### YOUR ASSIGNMENT
From the first record to the last, write out each one exactly.

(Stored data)
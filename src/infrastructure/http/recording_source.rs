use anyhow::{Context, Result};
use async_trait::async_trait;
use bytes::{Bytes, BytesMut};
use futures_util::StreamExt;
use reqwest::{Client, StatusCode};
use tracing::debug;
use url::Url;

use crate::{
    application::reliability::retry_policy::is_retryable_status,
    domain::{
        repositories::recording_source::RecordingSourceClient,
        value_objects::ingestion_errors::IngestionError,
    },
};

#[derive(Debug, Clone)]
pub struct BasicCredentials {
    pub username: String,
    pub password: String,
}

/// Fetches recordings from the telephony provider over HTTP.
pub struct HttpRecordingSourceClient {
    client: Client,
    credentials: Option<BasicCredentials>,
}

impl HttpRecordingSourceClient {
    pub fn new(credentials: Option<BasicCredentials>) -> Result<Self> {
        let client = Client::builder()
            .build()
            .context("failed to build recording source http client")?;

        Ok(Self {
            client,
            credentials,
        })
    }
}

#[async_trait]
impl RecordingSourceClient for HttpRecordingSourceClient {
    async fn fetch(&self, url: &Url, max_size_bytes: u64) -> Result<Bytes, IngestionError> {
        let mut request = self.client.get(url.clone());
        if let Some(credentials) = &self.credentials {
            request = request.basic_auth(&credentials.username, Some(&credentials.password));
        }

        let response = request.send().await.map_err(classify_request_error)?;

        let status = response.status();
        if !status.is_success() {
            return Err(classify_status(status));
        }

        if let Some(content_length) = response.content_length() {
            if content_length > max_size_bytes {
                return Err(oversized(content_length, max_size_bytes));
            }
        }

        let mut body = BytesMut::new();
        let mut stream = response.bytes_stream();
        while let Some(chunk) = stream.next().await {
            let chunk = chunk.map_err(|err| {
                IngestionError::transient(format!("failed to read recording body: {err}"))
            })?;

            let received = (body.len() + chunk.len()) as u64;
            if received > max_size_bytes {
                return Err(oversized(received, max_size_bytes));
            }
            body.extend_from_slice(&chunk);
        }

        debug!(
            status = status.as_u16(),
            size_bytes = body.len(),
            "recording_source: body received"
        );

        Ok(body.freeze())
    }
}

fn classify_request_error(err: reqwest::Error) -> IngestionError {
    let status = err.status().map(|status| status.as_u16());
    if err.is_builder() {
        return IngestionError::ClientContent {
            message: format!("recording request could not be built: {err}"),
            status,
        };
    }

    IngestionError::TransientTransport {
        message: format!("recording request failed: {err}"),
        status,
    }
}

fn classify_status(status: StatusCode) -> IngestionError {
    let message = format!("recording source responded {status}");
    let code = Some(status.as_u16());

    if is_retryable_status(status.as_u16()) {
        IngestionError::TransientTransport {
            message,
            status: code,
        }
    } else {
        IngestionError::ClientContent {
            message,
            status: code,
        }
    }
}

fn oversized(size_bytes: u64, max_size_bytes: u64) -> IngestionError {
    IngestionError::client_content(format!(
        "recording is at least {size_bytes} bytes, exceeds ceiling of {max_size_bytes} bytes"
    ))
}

### RESPONSE BELOW
filename src/infrastructure/http/recording_source.rs
use anyhow::{Context, Result};
use async_trait::async_trait;
use bytes::{Bytes, BytesMut};
use futures_util::StreamExt;
use reqwest::{Client, StatusCode};
use tracing::debug;
use url::Url;

use crate::{
    application::reliability::retry_policy::is_retryable_status,
    domain::{
        repositories::recording_source::RecordingSourceClient,
        value_objects::ingestion_errors::IngestionError,
    },
};

#[derive(Debug, Clone)]
pub struct BasicCredentials {
    pub username: String,
    pub password: String,
}

/// Fetches recordings from the telephony provider over HTTP.
pub struct HttpRecordingSourceClient {
    client: Client,
    credentials: Option<BasicCredentials>,
}

impl HttpRecordingSourceClient {
    pub fn new(credentials: Option<BasicCredentials>) -> Result<Self> {
        let client = Client::builder()
            .build()
            .context("failed to build recording source http client")?;

        Ok(Self {
            client,
            credentials,
        })
    }
}

#[async_trait]
impl RecordingSourceClient for HttpRecordingSourceClient {
    async fn fetch(&self, url: &Url, max_size_bytes: u64) -> Result<Bytes, IngestionError> {
        let mut request = self.client.get(url.clone());
        if let Some(credentials) = &self.credentials {
            request = request.basic_auth(&credentials.username, Some(&credentials.password));
        }

        let response = request.send().await.map_err(classify_request_error)?;

        let status = response.status();
        if !status.is_success() {
            return Err(classify_status(status));
        }

        if let Some(content_length) = response.content_length() {
            if content_length > max_size_bytes {
                return Err(oversized(content_length, max_size_bytes));
            }
        }

        let mut body = BytesMut::new();
        let mut stream = response.bytes_stream();
        while let Some(chunk) = stream.next().await {
            let chunk = chunk.map_err(|err| {
                IngestionError::transient(format!("failed to read recording body: {err}"))
            })?;

            let received = (body.len() + chunk.len()) as u64;
            if received > max_size_bytes {
                return Err(oversized(received, max_size_bytes));
            }
            body.extend_from_slice(&chunk);
        }

        debug!(
            status = status.as_u16(),
            size_bytes = body.len(),
            "recording_source: body received"
        );

        Ok(body.freeze())
    }
}

fn classify_request_error(err: reqwest::Error) -> IngestionError {
    let status = err.status().map(|status| status.as_u16());
    if err.is_builder() {
        return IngestionError::ClientContent {
            message: format!("recording request could not be built: {err}"),
            status,
        };
    }

    IngestionError::TransientTransport {
        message: format!("recording request failed: {err}"),
        status,
    }
}

fn classify_status(status: StatusCode) -> IngestionError {
    let message = format!("recording source responded {status}");
    let code = Some(status.as_u16());

    if is_retryable_status(status.as_u16()) {
        IngestionError::TransientTransport {
            message,
            status: code,
        }
    } else {
        IngestionError::ClientContent {
            message,
            status: code,
        }
    }
}

fn oversized(size_bytes: u64, max_size_bytes: u64) -> IngestionError {
    IngestionError::client_content(format!(
        "recording is at least {size_bytes} bytes, exceeds ceiling of {max_size_bytes} bytes"
    ))
}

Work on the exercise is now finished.